**PROBLEM REQUIREMENTS:** Take the records below and print them verbatim up to and including the line that carries "1. Command-line arguments".

**DATA FOR PROCESSING:**

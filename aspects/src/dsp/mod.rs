//! Feature extraction primitives used by the built-in aspects

pub mod reverb;
pub mod spectral;
pub mod temporal;
pub mod tempo;

pub use tempo::Tempogram;
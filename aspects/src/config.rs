//! Configuration for the aspects analyzer
//!
//! Loaded from TOML. Every field has a built-in default, so an absent file
//! or an empty one both yield a working configuration.
//!
//! # Settings Sources Priority
//!
//! 1. Command-line arguments (`--aspects`, `--concurrency`, `--config`)
//! 2. `ASPECTS_CONFIG` environment variable (config file location)
//! 3. `<user config dir>/aspects/config.toml`
//! 4. Built-in defaults

use crate::audio::StftParams;
use crate::batch::ConcurrencyPolicy;
use crate::context::ContextSettings;
use crate::probe::{ffprobe::FFPROBE_COMMAND, DEFAULT_CACHE_CAPACITY};
use aspects_common::config::{load_or_default, CONFIG_ENV_VAR};
use aspects_common::Error;
use serde::Deserialize;
use std::path::Path;

/// Aspects requested when none are named on the command line
pub const DEFAULT_ASPECTS: &[&str] = &[
    "Abs_Peak_count",
    "Bit_depth",
    "Chromagram mean",
    "Crest factor",
    "DC offset",
    "Duration-samples",
    "Dynamic range",
    "Flat_factor",
    "LUFS high",
    "LUFS integrated",
    "LUFS loudness range",
    "LUFS low",
    "Max_difference",
    "Max_level",
    "Mean_difference",
    "Min_difference",
    "Min_level",
    "Noise_floor",
    "Noise_floor_count",
    "Peak dB",
    "Peak_count",
    "RMS mean",
    "RMS peak",
    "RMS total",
    "RMS_difference",
    "RMS_trough",
    "SRMR mean",
    "Signal entropy",
    "Spectral Bandwidth mean",
    "Spectral Centroid mean",
    "Spectral Contrast mean",
    "Spectral Flatness mean",
    "Spectral centroid",
    "Spectral crest",
    "Spectral decrease",
    "Spectral entropy",
    "Spectral flatness",
    "Spectral flux",
    "Spectral kurtosis",
    "Spectral mean",
    "Spectral rolloff",
    "Spectral skewness",
    "Spectral slope",
    "Spectral spread",
    "Spectral variance",
    "Tempo mean",
    "Tempogram mean",
    "Zero-crossing rate mean",
];

/// Top-level configuration
#[derive(Debug, Clone, Deserialize)]
pub struct AspectsConfig {
    /// Default aspect list
    #[serde(default = "default_aspects")]
    pub aspects: Vec<String>,

    /// Worker-pool policy for batch analysis
    #[serde(default)]
    pub concurrency: ConcurrencyPolicy,

    #[serde(default)]
    pub probe: ProbeConfig,

    #[serde(default)]
    pub stft: StftParams,

    #[serde(default)]
    pub logging: LoggingConfig,
}

impl Default for AspectsConfig {
    fn default() -> Self {
        Self {
            aspects: default_aspects(),
            concurrency: ConcurrencyPolicy::default(),
            probe: ProbeConfig::default(),
            stft: StftParams::default(),
            logging: LoggingConfig::default(),
        }
    }
}

impl AspectsConfig {
    /// Resolve and load configuration
    ///
    /// Falls back to defaults when neither the argument nor the environment
    /// names a file and the user config file does not exist. A named file
    /// that is missing or does not parse is an error.
    pub fn load(cli_path: Option<&Path>) -> aspects_common::Result<Self> {
        let config: Self = load_or_default(cli_path, CONFIG_ENV_VAR)?;
        config.validate()?;
        Ok(config)
    }

    /// Reject values the analysis pipeline cannot run with
    pub fn validate(&self) -> aspects_common::Result<()> {
        if self.stft.n_fft < 2 {
            return Err(Error::InvalidInput(format!(
                "stft.n_fft must be at least 2, got {}",
                self.stft.n_fft
            )));
        }
        if self.stft.hop_length == 0 {
            return Err(Error::InvalidInput(
                "stft.hop_length must be positive".to_string(),
            ));
        }
        Ok(())
    }

    /// Per-file context settings derived from this configuration
    pub fn context_settings(&self) -> ContextSettings {
        ContextSettings { stft: self.stft }
    }
}

/// External probe configuration
#[derive(Debug, Clone, Deserialize)]
pub struct ProbeConfig {
    /// Probe executable
    #[serde(default = "default_probe_command")]
    pub command: String,

    /// Maximum cached probe results
    #[serde(default = "default_cache_capacity")]
    pub cache_capacity: usize,
}

impl Default for ProbeConfig {
    fn default() -> Self {
        Self {
            command: default_probe_command(),
            cache_capacity: default_cache_capacity(),
        }
    }
}

/// Logging configuration
#[derive(Debug, Clone, Deserialize)]
pub struct LoggingConfig {
    /// Log level (trace, debug, info, warn, error)
    #[serde(default = "default_log_level")]
    pub level: String,
}

impl Default for LoggingConfig {
    fn default() -> Self {
        Self {
            level: default_log_level(),
        }
    }
}

fn default_aspects() -> Vec<String> {
    DEFAULT_ASPECTS.iter().map(|s| s.to_string()).collect()
}

fn default_probe_command() -> String {
    FFPROBE_COMMAND.to_string()
}

fn default_cache_capacity() -> usize {
    DEFAULT_CACHE_CAPACITY
}

fn default_log_level() -> String {
    "info".to_string()
}

#[cfg(test)]
mod tests {
    use super::*;
    use std::io::Write;
    use tempfile::NamedTempFile;

    #[test]
    fn test_empty_toml_uses_defaults() {
        let config: AspectsConfig = toml::from_str("").unwrap();

        assert_eq!(config.aspects.len(), DEFAULT_ASPECTS.len());
        assert_eq!(config.concurrency, ConcurrencyPolicy::Auto);
        assert_eq!(config.probe.command, "ffprobe");
        assert_eq!(config.probe.cache_capacity, 256);
        assert_eq!(config.stft.n_fft, 2048);
        assert_eq!(config.stft.hop_length, 512);
        assert_eq!(config.logging.level, "info");
    }

    #[test]
    fn test_concurrency_forms() {
        let flag: AspectsConfig = toml::from_str("concurrency = true").unwrap();
        assert_eq!(flag.concurrency, ConcurrencyPolicy::Flag(true));

        let count: AspectsConfig = toml::from_str("concurrency = -2").unwrap();
        assert_eq!(count.concurrency, ConcurrencyPolicy::Count(-2));

        let fraction: AspectsConfig = toml::from_str("concurrency = 0.5").unwrap();
        assert_eq!(fraction.concurrency, ConcurrencyPolicy::Fraction(0.5));
    }

    #[test]
    fn test_partial_sections() {
        let toml = r#"
            aspects = ["Peak dB", "RMS mean"]

            [probe]
            command = "/opt/ffmpeg/bin/ffprobe"

            [stft]
            n_fft = 1024
        "#;
        let config: AspectsConfig = toml::from_str(toml).unwrap();

        assert_eq!(config.aspects, vec!["Peak dB", "RMS mean"]);
        assert_eq!(config.probe.command, "/opt/ffmpeg/bin/ffprobe");
        assert_eq!(config.probe.cache_capacity, 256);
        assert_eq!(config.stft.n_fft, 1024);
        assert_eq!(config.stft.hop_length, 512);
    }

    #[test]
    fn test_zero_hop_is_rejected() {
        let config: AspectsConfig = toml::from_str("[stft]\nhop_length = 0").unwrap();
        assert!(matches!(config.validate(), Err(Error::InvalidInput(_))));
    }

    #[test]
    fn test_load_explicit_file() {
        let mut file = NamedTempFile::new().unwrap();
        writeln!(file, "[logging]\nlevel = \"debug\"").unwrap();

        let config = AspectsConfig::load(Some(file.path())).unwrap();
        assert_eq!(config.logging.level, "debug");
        assert_eq!(config.context_settings().stft, StftParams::default());
    }
}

**YOUR RESPONSE:**
filename aspects/src/dsp/mod.rs
//! Feature extraction primitives used by the built-in aspects

pub mod reverb;
pub mod spectral;
pub mod temporal;
pub mod tempo;

pub use tempo::Tempogram;
filename aspects/src/config.rs
//! Configuration for the aspects analyzer
//!
//! Loaded from TOML. Every field has a built-in default, so an absent file
//! or an empty one both yield a working configuration.
//!
//! # Settings Sources Priority
//!
//! 1. Command-line arguments (`--aspects`, `--concurrency`, `--config`)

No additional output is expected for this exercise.